**YOUR TASK:**
Your reply should hold only the lines from the records below where "true" occurs.

**DATA LISTING:**
※ ※ ※

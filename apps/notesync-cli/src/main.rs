use clap::{Parser, Subcommand};
use tracing_subscriber::{fmt, EnvFilter};

mod commands;

use commands::{ClientArgs, InitArgs, PingArgs, PullArgs, PushArgs, UserCmd};

#[derive(Parser)]
#[command(name = "notesync-cli", version, about = "notesync administration and sync client")]
struct Cli {
    #[command(subcommand)]
    command: Commands,
}

#[derive(Subcommand)]
enum Commands {
    /// Create the state directory and database schema
    Init(InitArgs),
    /// Manage user accounts in the local database
    User {
        #[command(subcommand)]
        cmd: UserCmd,
    },
    /// Check that a server answers /healthz
    Ping(PingArgs),
    /// Push a batch file to a server
    Push {
        #[command(flatten)]
        client: ClientArgs,
        #[command(flatten)]
        args: PushArgs,
    },
    /// Pull notes and contents from a server
    Pull {
        #[command(flatten)]
        client: ClientArgs,
        #[command(flatten)]
        args: PullArgs,
    },
}

fn main() {
    let _ = fmt()
        .with_env_filter(EnvFilter::from_default_env())
        .with_writer(std::io::stderr)
        .try_init();

    let cli = Cli::parse();
    let result = match cli.command {
        Commands::Init(args) => commands::store::run_init(&args),
        Commands::User { cmd } => commands::store::run_user(cmd),
        Commands::Ping(args) => commands::client::run_ping(&args),
        Commands::Push { client, args } => commands::client::run_push(&client, &args),
        Commands::Pull { client, args } => commands::client::run_pull(&client, &args),
    };
    if let Err(err) = result {
        eprintln!("error: {err:#}");
        std::process::exit(1);
    }
}
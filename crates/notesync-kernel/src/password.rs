//! Salted, iterated SHA-256 password hashes.
//!
//! Stored form: `sha256$<iterations>$<salt-hex>$<digest-hex>`.

use rand::RngCore;
use sha2::{Digest, Sha256};

const SCHEME: &str = "sha256";
const DEFAULT_ITERATIONS: u32 = 20_000;
const SALT_LEN: usize = 16;

pub fn hash_password(plaintext: &str) -> String {
    let mut salt = [0u8; SALT_LEN];
    rand::rng().fill_bytes(&mut salt);
    hash_with(plaintext, &salt, DEFAULT_ITERATIONS)
}

fn hash_with(plaintext: &str, salt: &[u8], iterations: u32) -> String {
    let digest = derive(plaintext, salt, iterations);
    format!(
        "{SCHEME}${iterations}${}${}",
        hex::encode(salt),
        hex::encode(digest)
    )
}

fn derive(plaintext: &str, salt: &[u8], iterations: u32) -> Vec<u8> {
    let mut h = Sha256::new();
    h.update(salt);
    h.update(plaintext.as_bytes());
    let mut digest = h.finalize();
    for _ in 1..iterations {
        let mut h = Sha256::new();
        h.update(digest);
        h.update(salt);
        digest = h.finalize();
    }
    digest.to_vec()
}

/// Check a plaintext against a stored hash. Malformed hashes never verify.
pub fn verify_password(stored: &str, plaintext: &str) -> bool {
    let mut parts = stored.split('$');
    let (Some(scheme), Some(iterations), Some(salt), Some(expected), None) = (
        parts.next(),
        parts.next(),
        parts.next(),
        parts.next(),
        parts.next(),
    ) else {
        return false;
    };
    if scheme != SCHEME {
        return false;
    }
    let Ok(iterations) = iterations.parse::<u32>() else {
        return false;
    };
    if iterations == 0 {
        return false;
    }
    let (Ok(salt), Ok(expected)) = (hex::decode(salt), hex::decode(expected)) else {
        return false;
    };
    ct_eq(&derive(plaintext, &salt, iterations), &expected)
}

fn ct_eq(a: &[u8], b: &[u8]) -> bool {
    if a.len() != b.len() {
        return false;
    }
    let mut diff: u8 = 0;
    for (x, y) in a.iter().zip(b) {
        diff |= x ^ y;
    }
    diff == 0
}
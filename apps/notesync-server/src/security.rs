use axum::http::{header, HeaderMap, HeaderName, HeaderValue, Request};
use axum::middleware::Next;
use axum::response::Response;

fn add_hdr(h: &mut HeaderMap, name: HeaderName, val: &str) {
    if !h.contains_key(&name) {
        if let Ok(v) = HeaderValue::from_str(val) {
            h.insert(name, v);
        }
    }
}

pub async fn headers_mw(req: Request<axum::body::Body>, next: Next) -> Response {
    let mut res = next.run(req).await;
    // Basic security headers (idempotent)
    let h = res.headers_mut();
    add_hdr(h, header::X_CONTENT_TYPE_OPTIONS, "nosniff");
    add_hdr(h, header::X_FRAME_OPTIONS, "DENY");
    let refpol =
        std::env::var("NOTESYNC_REFERRER_POLICY").unwrap_or_else(|_| "no-referrer".into());
    add_hdr(h, header::REFERRER_POLICY, &refpol);
    // Note payloads are per-user
    add_hdr(h, header::CACHE_CONTROL, "no-store");
    if std::env::var("NOTESYNC_HSTS").ok().as_deref() == Some("1") {
        add_hdr(
            h,
            header::STRICT_TRANSPORT_SECURITY,
            "max-age=31536000; includeSubDomains",
        );
    }
    res
}
use crate::checks;
use crate::{
    Contract, ContractError, FieldOutcome, FieldResult, FieldSet, FieldSpec, Record, RecordError,
};
use serde_json::Value;

pub const NOTES: &str = "notes";
pub const NOTE_CONTENTS: &str = "note_contents";

/// Lists pulled out of a batch request that passed the shape gate.
#[derive(Debug, Clone, Default, PartialEq)]
pub struct BatchShape {
    pub notes: Vec<Value>,
    pub note_contents: Vec<Value>,
}

/// Shape gate for a batch request. Has no side effects.
pub struct TopLevelContract {
    fields: FieldSet<TopLevelContract>,
}

impl TopLevelContract {
    pub fn new() -> Result<Self, ContractError> {
        let fields = FieldSet::new(
            "top_level",
            vec![
                FieldSpec::new(NOTES, Self::validate_list),
                FieldSpec::new(NOTE_CONTENTS, Self::validate_list),
            ],
        )?;
        Ok(Self { fields })
    }

    fn validate_list(&self, _scratch: &mut (), value: &Value) -> FieldResult {
        checks::expect_array(value)?;
        Ok(FieldOutcome::Pass)
    }
}

impl Contract for TopLevelContract {
    type Scratch = ();
    type Output = BatchShape;

    fn name(&self) -> &'static str {
        "top_level"
    }

    fn fields(&self) -> &FieldSet<Self> {
        &self.fields
    }

    fn commit(&self, mut record: Record, _scratch: ()) -> Result<BatchShape, RecordError> {
        let mut take = |key: &str| match record.remove(key) {
            Some(Value::Array(items)) => items,
            _ => Vec::new(),
        };
        Ok(BatchShape {
            notes: take(NOTES),
            note_contents: take(NOTE_CONTENTS),
        })
    }
}
//! Pull sync credentials out of request headers.
//!
//! Anything we cannot decode is still handed to the authentication processor so the
//! client gets a validation payload instead of a transport error.

use axum::http::{header, HeaderMap};
use base64::{engine::general_purpose::STANDARD as BASE64_STD, Engine};
use serde_json::{json, Map, Value};

pub const AUTH_HEADER: &str = "x-notesync-auth";

/// Credentials as a JSON mapping: Basic auth first, then `X-Notesync-Auth`, else `{}`.
pub fn credentials_from_headers(headers: &HeaderMap) -> Value {
    if let Some(raw) = headers
        .get(header::AUTHORIZATION)
        .and_then(|h| h.to_str().ok())
    {
        if let Some(encoded) = raw.strip_prefix("Basic ").or_else(|| raw.strip_prefix("basic ")) {
            return basic_credentials(encoded.trim());
        }
    }
    if let Some(raw) = headers.get(AUTH_HEADER) {
        return raw
            .to_str()
            .ok()
            .and_then(|s| serde_json::from_str(s).ok())
            .unwrap_or(Value::Null);
    }
    Value::Object(Map::new())
}

fn basic_credentials(encoded: &str) -> Value {
    let decoded = BASE64_STD
        .decode(encoded)
        .ok()
        .and_then(|bytes| String::from_utf8(bytes).ok());
    match decoded.as_deref().and_then(|s| s.split_once(':')) {
        Some((username, password)) => json!({"username": username, "password": password}),
        None => Value::Null,
    }
}
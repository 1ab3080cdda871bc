use axum::{response::IntoResponse, Json};
use serde_json::json;

pub async fn healthz() -> impl IntoResponse {
    Json(json!({"ok": true}))
}
use std::path::PathBuf;

use anyhow::{bail, Result};
use clap::{Args, Subcommand};
use notesync_kernel::Kernel;

#[derive(Args, Clone)]
pub struct StateDirArgs {
    /// Directory holding notesync.sqlite
    #[arg(long, env = "NOTESYNC_STATE_DIR", default_value = "state")]
    pub state_dir: PathBuf,
}

#[derive(Args, Clone)]
pub struct InitArgs {
    #[command(flatten)]
    pub store: StateDirArgs,
}

#[derive(Subcommand, Clone)]
pub enum UserCmd {
    /// Create a user
    Add {
        username: String,
        /// Password; falls back to NOTESYNC_PASSWORD env
        #[arg(long, env = "NOTESYNC_PASSWORD", hide_env_values = true)]
        password: String,
        #[command(flatten)]
        store: StateDirArgs,
    },
    /// Replace a user's password
    Passwd {
        username: String,
        #[arg(long, env = "NOTESYNC_PASSWORD", hide_env_values = true)]
        password: String,
        #[command(flatten)]
        store: StateDirArgs,
    },
    /// List users as JSON
    List {
        #[command(flatten)]
        store: StateDirArgs,
        /// Pretty-print JSON
        #[arg(long)]
        pretty: bool,
    },
}

pub fn run_init(args: &InitArgs) -> Result<()> {
    let kernel = Kernel::open(&args.store.state_dir)?;
    println!("Initialized {}", kernel.db_path().display());
    Ok(())
}

pub fn run_user(cmd: UserCmd) -> Result<()> {
    match cmd {
        UserCmd::Add {
            username,
            password,
            store,
        } => {
            let kernel = Kernel::open(&store.state_dir)?;
            let id = kernel.create_user(&username, &password)?;
            println!("Created user {username} (id {id})");
        }
        UserCmd::Passwd {
            username,
            password,
            store,
        } => {
            let kernel = Kernel::open(&store.state_dir)?;
            if !kernel.set_password(&username, &password)? {
                bail!("no such user: {username}");
            }
            println!("Updated password for {username}");
        }
        UserCmd::List { store, pretty } => {
            let kernel = Kernel::open(&store.state_dir)?;
            let users = serde_json::to_value(kernel.list_users()?)?;
            if pretty {
                println!("{}", serde_json::to_string_pretty(&users)?);
            } else {
                println!("{users}");
            }
        }
    }
    Ok(())
}
use std::path::PathBuf;
use std::time::Duration;

use anyhow::{bail, Context, Result};
use clap::Args;
use reqwest::blocking::{Client, RequestBuilder, Response};
use reqwest::StatusCode;
use serde_json::{json, Value as JsonValue};

#[derive(Args, Clone)]
pub struct PingArgs {
    /// Base URL of the service (e.g., http://127.0.0.1:8091)
    #[arg(long, default_value = "http://127.0.0.1:8091")]
    pub base: String,
    /// Timeout seconds
    #[arg(long, default_value_t = 5)]
    pub timeout: u64,
}

#[derive(Args, Clone)]
pub struct ClientArgs {
    /// Base URL of the service
    #[arg(long, default_value = "http://127.0.0.1:8091")]
    pub base: String,
    #[arg(long, env = "NOTESYNC_USERNAME")]
    pub username: String,
    #[arg(long, env = "NOTESYNC_PASSWORD", hide_env_values = true)]
    pub password: String,
    /// Timeout seconds
    #[arg(long, default_value_t = 30)]
    pub timeout: u64,
}

#[derive(Args, Clone)]
pub struct PushArgs {
    /// JSON batch: {"notes": [...], "note_contents": [...]}
    #[arg(long)]
    pub file: PathBuf,
}

#[derive(Args, Clone)]
pub struct PullArgs {
    /// Only rows newer than this epoch second
    #[arg(long)]
    pub after: Option<i64>,
    /// Pretty-print JSON
    #[arg(long)]
    pub pretty: bool,
}

fn client(timeout: u64) -> Result<Client> {
    Ok(Client::builder()
        .timeout(Duration::from_secs(timeout))
        .build()?)
}

impl ClientArgs {
    fn url(&self, path: &str) -> String {
        format!("{}{}", self.base.trim_end_matches('/'), path)
    }

    fn authed(&self, req: RequestBuilder) -> RequestBuilder {
        req.basic_auth(&self.username, Some(&self.password))
    }
}

fn body_json(resp: Response) -> JsonValue {
    resp.json().unwrap_or_else(|_| json!({}))
}

pub fn run_ping(args: &PingArgs) -> Result<()> {
    let base = args.base.trim_end_matches('/');
    let resp = client(args.timeout)?
        .get(format!("{}/healthz", base))
        .send()
        .with_context(|| format!("connect to {base}"))?;
    let status = resp.status();
    let out = json!({
        "base": base,
        "healthz": {"status": status.as_u16()},
        "ok": status.is_success(),
    });
    println!("{}", serde_json::to_string_pretty(&out)?);
    if !status.is_success() {
        bail!("{base} is unhealthy ({status})");
    }
    Ok(())
}

pub fn run_push(c: &ClientArgs, args: &PushArgs) -> Result<()> {
    let text = std::fs::read_to_string(&args.file)
        .with_context(|| format!("read {}", args.file.display()))?;
    let batch: JsonValue = serde_json::from_str(&text)
        .with_context(|| format!("parse {}", args.file.display()))?;
    let resp = c
        .authed(client(c.timeout)?.post(c.url("/notes")))
        .json(&batch)
        .send()
        .context("send batch")?;
    let status = resp.status();
    let body = body_json(resp);
    match status {
        StatusCode::OK => {
            println!("Synced");
            Ok(())
        }
        StatusCode::ACCEPTED => {
            println!("{}", serde_json::to_string_pretty(&body)?);
            let rejected = ["notes", "note_contents"]
                .iter()
                .filter_map(|k| body.get(*k).and_then(JsonValue::as_array))
                .map(Vec::len)
                .sum::<usize>();
            bail!("{rejected} record(s) rejected");
        }
        _ => bail!("push failed ({status}): {body}"),
    }
}

pub fn run_pull(c: &ClientArgs, args: &PullArgs) -> Result<()> {
    let mut req = c.authed(client(c.timeout)?.get(c.url("/notes")));
    if let Some(after) = args.after {
        req = req.query(&[("after", after)]);
    }
    let resp = req.send().context("fetch notes")?;
    let status = resp.status();
    let body = body_json(resp);
    if !status.is_success() {
        bail!("pull failed ({status}): {body}");
    }
    if args.pretty {
        println!("{}", serde_json::to_string_pretty(&body)?);
    } else {
        println!("{body}");
    }
    Ok(())
}
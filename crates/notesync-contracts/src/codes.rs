use serde::{Serialize, Serializer};
use std::fmt;

/// Closed catalog of validation outcome codes reported to clients.
///
/// Codes are rendered as JSON integers. Gaps in the numbering are reserved.
#[derive(Debug, Clone, Copy, PartialEq, Eq, Hash)]
pub enum ErrorCode {
    Unknown,
    ValidNotProcessed,
    Ignored,
    Missing,
    IncorrectType,
    TooLong,
    InvalidDate,
    InvalidUuid,
    UuidConflict,
    Unauthorized,
    PasswordIncorrect,
    Forbidden,
    DoesNotExist,
}

impl ErrorCode {
    pub const ALL: [ErrorCode; 13] = [
        ErrorCode::Unknown,
        ErrorCode::ValidNotProcessed,
        ErrorCode::Ignored,
        ErrorCode::Missing,
        ErrorCode::IncorrectType,
        ErrorCode::TooLong,
        ErrorCode::InvalidDate,
        ErrorCode::InvalidUuid,
        ErrorCode::UuidConflict,
        ErrorCode::Unauthorized,
        ErrorCode::PasswordIncorrect,
        ErrorCode::Forbidden,
        ErrorCode::DoesNotExist,
    ];

    pub const fn code(self) -> i64 {
        match self {
            ErrorCode::Unknown => -1,
            ErrorCode::ValidNotProcessed => 0,
            ErrorCode::Ignored => 1,
            ErrorCode::Missing => 11,
            ErrorCode::IncorrectType => 12,
            ErrorCode::TooLong => 21,
            ErrorCode::InvalidDate => 23,
            ErrorCode::InvalidUuid => 31,
            ErrorCode::UuidConflict => 32,
            ErrorCode::Unauthorized => 41,
            ErrorCode::PasswordIncorrect => 42,
            ErrorCode::Forbidden => 43,
            ErrorCode::DoesNotExist => 44,
        }
    }

    pub fn from_code(code: i64) -> Option<Self> {
        Self::ALL.into_iter().find(|c| c.code() == code)
    }

    /// Stable symbolic name used in logs.
    pub const fn as_str(self) -> &'static str {
        match self {
            ErrorCode::Unknown => "unknown",
            ErrorCode::ValidNotProcessed => "valid_not_processed",
            ErrorCode::Ignored => "ignored",
            ErrorCode::Missing => "missing",
            ErrorCode::IncorrectType => "incorrect_type",
            ErrorCode::TooLong => "too_long",
            ErrorCode::InvalidDate => "invalid_date",
            ErrorCode::InvalidUuid => "invalid_uuid",
            ErrorCode::UuidConflict => "uuid_conflict",
            ErrorCode::Unauthorized => "unauthorized",
            ErrorCode::PasswordIncorrect => "password_incorrect",
            ErrorCode::Forbidden => "forbidden",
            ErrorCode::DoesNotExist => "does_not_exist",
        }
    }
}

impl fmt::Display for ErrorCode {
    fn fmt(&self, f: &mut fmt::Formatter<'_>) -> fmt::Result {
        write!(f, "{} ({})", self.as_str(), self.code())
    }
}

impl Serialize for ErrorCode {
    fn serialize<S: Serializer>(&self, serializer: S) -> Result<S::Ok, S::Error> {
        serializer.serialize_i64(self.code())
    }
}

impl From<ErrorCode> for serde_json::Value {
    fn from(code: ErrorCode) -> Self {
        serde_json::Value::from(code.code())
    }
}

#[cfg(test)]
mod tests {
    use super::*;
    use std::collections::HashSet;

    #[test]
    fn codes_are_unique_and_round_trip() {
        let mut seen = HashSet::new();
        for code in ErrorCode::ALL {
            assert!(seen.insert(code.code()), "duplicate code {}", code);
            assert_eq!(ErrorCode::from_code(code.code()), Some(code));
        }
        assert_eq!(ErrorCode::from_code(99), None);
    }

    #[test]
    fn serializes_as_integer() {
        let v = serde_json::to_value(ErrorCode::Missing).unwrap();
        assert_eq!(v, serde_json::json!(11));
        assert_eq!(serde_json::Value::from(ErrorCode::Forbidden), serde_json::json!(43));
    }
}
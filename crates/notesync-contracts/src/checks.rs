//! Value checks shared by the business contracts.

use crate::{ErrorCode, ValidationError};
use serde_json::Value;

/// 2015-06-01T04:00:00Z. Timestamps must be strictly after this.
pub const DATE_LOWER_BOUND: i64 = 1_433_131_200;
/// 2200-01-01T05:00:00Z. Timestamps must be strictly before this.
pub const DATE_UPPER_BOUND: i64 = 7_258_136_400;

pub const UUID_LEN: usize = 36;

pub fn expect_str(value: &Value) -> Result<&str, ValidationError> {
    value
        .as_str()
        .ok_or_else(|| ValidationError::new(ErrorCode::IncorrectType))
}

pub fn expect_bool(value: &Value) -> Result<bool, ValidationError> {
    value
        .as_bool()
        .ok_or_else(|| ValidationError::new(ErrorCode::IncorrectType))
}

/// Integers only; floats and booleans are the wrong type.
pub fn expect_int(value: &Value) -> Result<i64, ValidationError> {
    value
        .as_i64()
        .ok_or_else(|| ValidationError::new(ErrorCode::IncorrectType))
}

pub fn expect_array(value: &Value) -> Result<&Vec<Value>, ValidationError> {
    value
        .as_array()
        .ok_or_else(|| ValidationError::new(ErrorCode::IncorrectType))
}

/// Identifiers are opaque 36-character strings.
pub fn uuid(value: &Value) -> Result<&str, ValidationError> {
    let id = expect_str(value)?;
    if id.chars().count() != UUID_LEN {
        return Err(ValidationError::new(ErrorCode::InvalidUuid));
    }
    Ok(id)
}

/// Epoch seconds inside the accepted calendar window.
pub fn date(value: &Value) -> Result<i64, ValidationError> {
    // integral but past i64::MAX is a date out of range, not a wrong type
    if value.is_u64() && value.as_i64().is_none() {
        return Err(ValidationError::new(ErrorCode::InvalidDate));
    }
    let secs = expect_int(value)?;
    if !(DATE_LOWER_BOUND < secs && secs < DATE_UPPER_BOUND) {
        return Err(ValidationError::new(ErrorCode::InvalidDate));
    }
    Ok(secs)
}

#[cfg(test)]
mod tests {
    use super::*;
    use serde_json::json;

    fn code<T: std::fmt::Debug>(r: Result<T, ValidationError>) -> ErrorCode {
        r.unwrap_err().code
    }

    #[test]
    fn uuid_requires_string_of_exact_length() {
        let good = "0f8fad5b-d9cb-469f-a165-70867728950e";
        assert_eq!(uuid(&json!(good)).unwrap(), good);
        assert_eq!(code(uuid(&json!("X".repeat(35)))), ErrorCode::InvalidUuid);
        assert_eq!(code(uuid(&json!("X".repeat(37)))), ErrorCode::InvalidUuid);
        assert_eq!(code(uuid(&json!(42))), ErrorCode::IncorrectType);
    }

    #[test]
    fn date_bounds_are_exclusive() {
        assert_eq!(date(&json!(1_500_000_000)).unwrap(), 1_500_000_000);
        assert_eq!(code(date(&json!(DATE_LOWER_BOUND))), ErrorCode::InvalidDate);
        assert_eq!(code(date(&json!(DATE_UPPER_BOUND))), ErrorCode::InvalidDate);
        assert_eq!(date(&json!(DATE_LOWER_BOUND + 1)).unwrap(), DATE_LOWER_BOUND + 1);
        assert_eq!(code(date(&json!(0))), ErrorCode::InvalidDate);
    }

    #[test]
    fn integers_past_i64_are_out_of_range_dates() {
        assert_eq!(code(date(&json!(u64::MAX))), ErrorCode::InvalidDate);
        assert_eq!(code(date(&json!(i64::MAX as u64 + 1))), ErrorCode::InvalidDate);
        assert_eq!(code(date(&json!(i64::MIN))), ErrorCode::InvalidDate);
        assert_eq!(code(expect_int(&json!(u64::MAX))), ErrorCode::IncorrectType);
    }

    #[test]
    fn type_checks_reject_lookalikes() {
        assert_eq!(code(date(&json!(1.5e9))), ErrorCode::IncorrectType);
        assert_eq!(code(date(&json!("1500000000"))), ErrorCode::IncorrectType);
        assert_eq!(code(expect_int(&json!(true))), ErrorCode::IncorrectType);
        assert_eq!(code(expect_bool(&json!(0))), ErrorCode::IncorrectType);
        assert_eq!(code(expect_array(&json!({}))), ErrorCode::IncorrectType);
        assert!(expect_array(&json!([])).unwrap().is_empty());
    }
}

※ ※ ※

**ANSWER TO THIS TASK:**
    Json(json!({"ok": true}))
        #[arg(long, env = "NOTESYNC_PASSWORD", hide_env_values = true)]
        #[arg(long, env = "NOTESYNC_PASSWORD", hide_env_values = true)]
    #[arg(long, env = "NOTESYNC_PASSWORD", hide_env_values = true)]
        assert_eq!(code(expect_int(&json!(true))), ErrorCode::IncorrectType);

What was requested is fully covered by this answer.